Pesquisadores descobriram que a Terra Preta Amazônica (TPA), um solo antropogênico criado por populações indígenas antigas, pode aumentar significativamente o crescimento de árvores. Quando aplicada em pequenas quantidades, a TPA elevou a altura da ipê-roxo em até 55% e seu diâmetro em até 88%, conforme estudo realizado no Amazonas e publicado em BMC Ecology and Evolution.
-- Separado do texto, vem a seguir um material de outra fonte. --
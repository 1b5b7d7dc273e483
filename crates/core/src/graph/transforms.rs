use super::{KnowledgeGraph, Relationship, RelationshipKind};
use crate::embeddings::{cosine_similarity, Embedder};
use crate::traits::LanguageModel;
use crate::ModelError;
use async_trait::async_trait;
use std::collections::BTreeSet;
use std::sync::Arc;
use uuid::Uuid;

pub const DEFAULT_SIMILARITY_THRESHOLD: f32 = 0.7;
const MAX_ENTITIES: usize = 10;

/// One enrichment step. Only the `targets` nodes are read or modified.
#[async_trait]
pub trait Transform: Send + Sync {
    fn name(&self) -> &'static str;

    async fn apply(&self, graph: &mut KnowledgeGraph, targets: &[Uuid]) -> Result<(), ModelError>;
}

pub fn default_transforms(
    model: Arc<dyn LanguageModel>,
    embedder: Arc<dyn Embedder>,
) -> Vec<Box<dyn Transform>> {
    vec![
        Box::new(SummaryExtractor::new(model.clone())),
        Box::new(EntityExtractor::new(model)),
        Box::new(EmbeddingExtractor::new(embedder)),
        Box::new(SimilarityBuilder::new(DEFAULT_SIMILARITY_THRESHOLD)),
        Box::new(EntityOverlapBuilder::default()),
    ]
}

fn contents(graph: &KnowledgeGraph, targets: &[Uuid]) -> Vec<(Uuid, String)> {
    targets
        .iter()
        .filter_map(|id| {
            graph
                .node(*id)
                .map(|node| (*id, node.properties.page_content.clone()))
        })
        .collect()
}

pub struct SummaryExtractor {
    model: Arc<dyn LanguageModel>,
}

impl SummaryExtractor {
    pub fn new(model: Arc<dyn LanguageModel>) -> Self {
        Self { model }
    }
}

#[async_trait]
impl Transform for SummaryExtractor {
    fn name(&self) -> &'static str {
        "summary_extractor"
    }

    async fn apply(&self, graph: &mut KnowledgeGraph, targets: &[Uuid]) -> Result<(), ModelError> {
        for (id, content) in contents(graph, targets) {
            let prompt = format!(
                "Summarize the following contract excerpt in at most three sentences. \
                 Keep parties, amounts, dates and obligations.\n\nExcerpt:\n{content}\n\nSummary:"
            );
            let summary = self.model.complete(&prompt).await?;
            let summary = summary.trim();
            if let Some(node) = graph.node_mut(id).filter(|_| !summary.is_empty()) {
                node.properties.summary = Some(summary.to_string());
            }
        }
        Ok(())
    }
}

pub struct EntityExtractor {
    model: Arc<dyn LanguageModel>,
}

impl EntityExtractor {
    pub fn new(model: Arc<dyn LanguageModel>) -> Self {
        Self { model }
    }
}

/// One entity per line; list markers are stripped, duplicates dropped
/// case-insensitively.
pub fn parse_entities(reply: &str) -> Vec<String> {
    let mut seen = BTreeSet::new();
    let mut entities = Vec::new();

    for line in reply.lines() {
        let entity = line
            .trim()
            .trim_start_matches(|ch: char| {
                ch == '-' || ch == '*' || ch == '•' || ch.is_ascii_digit() || ch == '.' || ch == ')'
            })
            .trim()
            .trim_matches('"');
        if entity.is_empty() || entity.eq_ignore_ascii_case("none") {
            continue;
        }
        if seen.insert(entity.to_lowercase()) {
            entities.push(entity.to_string());
        }
        if entities.len() == MAX_ENTITIES {
            break;
        }
    }

    entities
}

#[async_trait]
impl Transform for EntityExtractor {
    fn name(&self) -> &'static str {
        "entity_extractor"
    }

    async fn apply(&self, graph: &mut KnowledgeGraph, targets: &[Uuid]) -> Result<(), ModelError> {
        for (id, content) in contents(graph, targets) {
            let prompt = format!(
                "List the named entities in the following contract excerpt: parties, \
                 organisations, people, places, dates, amounts and defined terms. \
                 Return one entity per line and nothing else.\n\nExcerpt:\n{content}\n\nEntities:"
            );
            let reply = self.model.complete(&prompt).await?;
            if let Some(node) = graph.node_mut(id) {
                node.properties.entities = parse_entities(&reply);
            }
        }
        Ok(())
    }
}

pub struct EmbeddingExtractor {
    embedder: Arc<dyn Embedder>,
}

impl EmbeddingExtractor {
    pub fn new(embedder: Arc<dyn Embedder>) -> Self {
        Self { embedder }
    }
}

#[async_trait]
impl Transform for EmbeddingExtractor {
    fn name(&self) -> &'static str {
        "embedding_extractor"
    }

    async fn apply(&self, graph: &mut KnowledgeGraph, targets: &[Uuid]) -> Result<(), ModelError> {
        for id in targets {
            if let Some(node) = graph.node_mut(*id) {
                let vector = self.embedder.embed(node.best_text());
                node.properties.summary_embedding = Some(vector);
            }
        }
        Ok(())
    }
}

fn already_linked(
    graph: &KnowledgeGraph,
    left: Uuid,
    right: Uuid,
    same_kind: fn(&RelationshipKind) -> bool,
) -> bool {
    graph.relationships.iter().any(|relationship| {
        same_kind(&relationship.kind)
            && ((relationship.source == left && relationship.target == right)
                || (relationship.source == right && relationship.target == left))
    })
}

pub struct SimilarityBuilder {
    threshold: f32,
}

impl SimilarityBuilder {
    pub fn new(threshold: f32) -> Self {
        Self { threshold }
    }
}

#[async_trait]
impl Transform for SimilarityBuilder {
    fn name(&self) -> &'static str {
        "similarity_builder"
    }

    async fn apply(&self, graph: &mut KnowledgeGraph, targets: &[Uuid]) -> Result<(), ModelError> {
        let embedded: Vec<(Uuid, Vec<f32>)> = targets
            .iter()
            .filter_map(|id| {
                graph
                    .node(*id)
                    .and_then(|node| node.properties.summary_embedding.clone())
                    .map(|vector| (*id, vector))
            })
            .collect();

        for (position, (left, left_vector)) in embedded.iter().enumerate() {
            for (right, right_vector) in embedded.iter().skip(position + 1) {
                let score = cosine_similarity(left_vector, right_vector);
                if score < self.threshold {
                    continue;
                }
                let is_similarity =
                    |kind: &RelationshipKind| matches!(kind, RelationshipKind::SummarySimilarity { .. });
                if already_linked(graph, *left, *right, is_similarity) {
                    continue;
                }
                graph.relationships.push(Relationship::new(
                    *left,
                    *right,
                    RelationshipKind::SummarySimilarity { score },
                ));
            }
        }
        Ok(())
    }
}

pub struct EntityOverlapBuilder {
    min_overlap: usize,
}

impl Default for EntityOverlapBuilder {
    fn default() -> Self {
        Self { min_overlap: 1 }
    }
}

#[async_trait]
impl Transform for EntityOverlapBuilder {
    fn name(&self) -> &'static str {
        "entity_overlap_builder"
    }

    async fn apply(&self, graph: &mut KnowledgeGraph, targets: &[Uuid]) -> Result<(), ModelError> {
        let entity_sets: Vec<(Uuid, BTreeSet<String>)> = targets
            .iter()
            .filter_map(|id| graph.node(*id))
            .map(|node| {
                let set = node
                    .properties
                    .entities
                    .iter()
                    .map(|entity| entity.to_lowercase())
                    .collect();
                (node.id, set)
            })
            .collect();

        for (position, (left, left_set)) in entity_sets.iter().enumerate() {
            for (right, right_set) in entity_sets.iter().skip(position + 1) {
                let overlap: Vec<String> = left_set.intersection(right_set).cloned().collect();
                if overlap.is_empty() || overlap.len() < self.min_overlap {
                    continue;
                }
                let is_overlap =
                    |kind: &RelationshipKind| matches!(kind, RelationshipKind::EntitiesOverlap { .. });
                if already_linked(graph, *left, *right, is_overlap) {
                    continue;
                }
                graph.relationships.push(Relationship::new(
                    *left,
                    *right,
                    RelationshipKind::EntitiesOverlap {
                        overlapped_entities: overlap,
                    },
                ));
            }
        }
        Ok(())
    }
}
Essa descoberta é importante porque demonstra o potencial agrícola e ambiental de técnicas ancestrais, oferecendo alternativas sustentáveis para reflorestamento e restauração florestal, especialmente relevante para espécies que ocorrem também na Mata Atlântica.

Phys.org Biology 🤖 Traduzido por IA 28 de abril às 17:40

🧭 O que isso muda para você

  • Agricultores podem usar Terra Preta Amazônica para acelerar crescimento de espécies nativas em sistemas agroflorestais.
  • Pesquisadores podem testar a aplicação da TPA em mudas de ipê-roxo para restauração de áreas degradadas.
  • Entusiastas de plantas podem misturar pequenas porções de TPA ao substrato para estimular o desenvolvimento de árvores ornamentais.
  • Projetos de reflorestamento na Mata Atlântica podem adaptar a técnica para espécies ameaçadas.
Atualizado em 28/04/2026

Contexto e Relevância

A Terra Preta Amazônica (TPA) é um solo antropogênico enriquecido com matéria orgânica, carvão e nutrientes, criado por populações indígenas pré-colombianas. Estudos recentes mostram que esse solo pode aumentar significativamente o crescimento de árvores, com implicações diretas para a botânica e a ecologia. A descoberta desafia a visão de que solos amazônicos são naturalmente pobres e destaca o potencial de técnicas ancestrais para a agricultura sustentável e a restauração florestal.

Mecanismos e Descobertas

Pesquisadores aplicaram pequenas quantidades de TPA em mudas de ipê-roxo (*Handroanthus heptaphyllus*) no Amazonas. Os resultados, publicados na revista *BMC Ecology and Evolution*, mostraram aumento de 55% na altura e 88% no diâmetro das árvores em comparação com o grupo controle. A TPA melhora a retenção de água, a disponibilidade de nutrientes (como fósforo e potássio) e a atividade microbiana do solo, criando condições ideais para o crescimento radicular e a absorção de recursos.

Implicações Práticas

Essa técnica oferece alternativas sustentáveis para reflorestamento, especialmente em regiões tropicais onde a degradação do solo é um problema. A TPA pode ser aplicada em projetos de restauração florestal na Amazônia e na Mata Atlântica, acelerando o crescimento de espécies nativas como o ipê-roxo. Além disso, sua capacidade de sequestrar carbono contribui para mitigar as mudanças climáticas. Agricultores podem usar a TPA em sistemas agroflorestais para aumentar a produtividade de árvores frutíferas e madeireiras.

Espécies Envolvidas

O estudo focou no ipê-roxo, mas a TPA pode beneficiar outras espécies arbóreas, como mogno (*Swietenia macrophylla*), cedro (*Cedrela fissilis*) e castanheira (*Bertholletia excelsa*). A técnica é especialmente relevante para espécies que ocorrem tanto na Amazônia quanto na Mata Atlântica.

Aplicação no Brasil

No Brasil, a TPA pode ser usada em programas de restauração ecológica, como o Plano de Recuperação da Vegetação Nativa (PRVN), e em projetos de reflorestamento em áreas de reserva legal. Regiões tropicais com solos degradados, como o Cerrado e a Caatinga, também podem se beneficiar da adaptação dessa técnica.

Próximos Passos

Pesquisas futuras devem investigar a composição ideal da TPA para diferentes espécies e solos, além de avaliar os efeitos de longo prazo no ecossistema. Estudos sobre a viabilidade econômica e a produção em larga escala da TPA são necessários para tornar a técnica acessível a agricultores e projetos de restauração.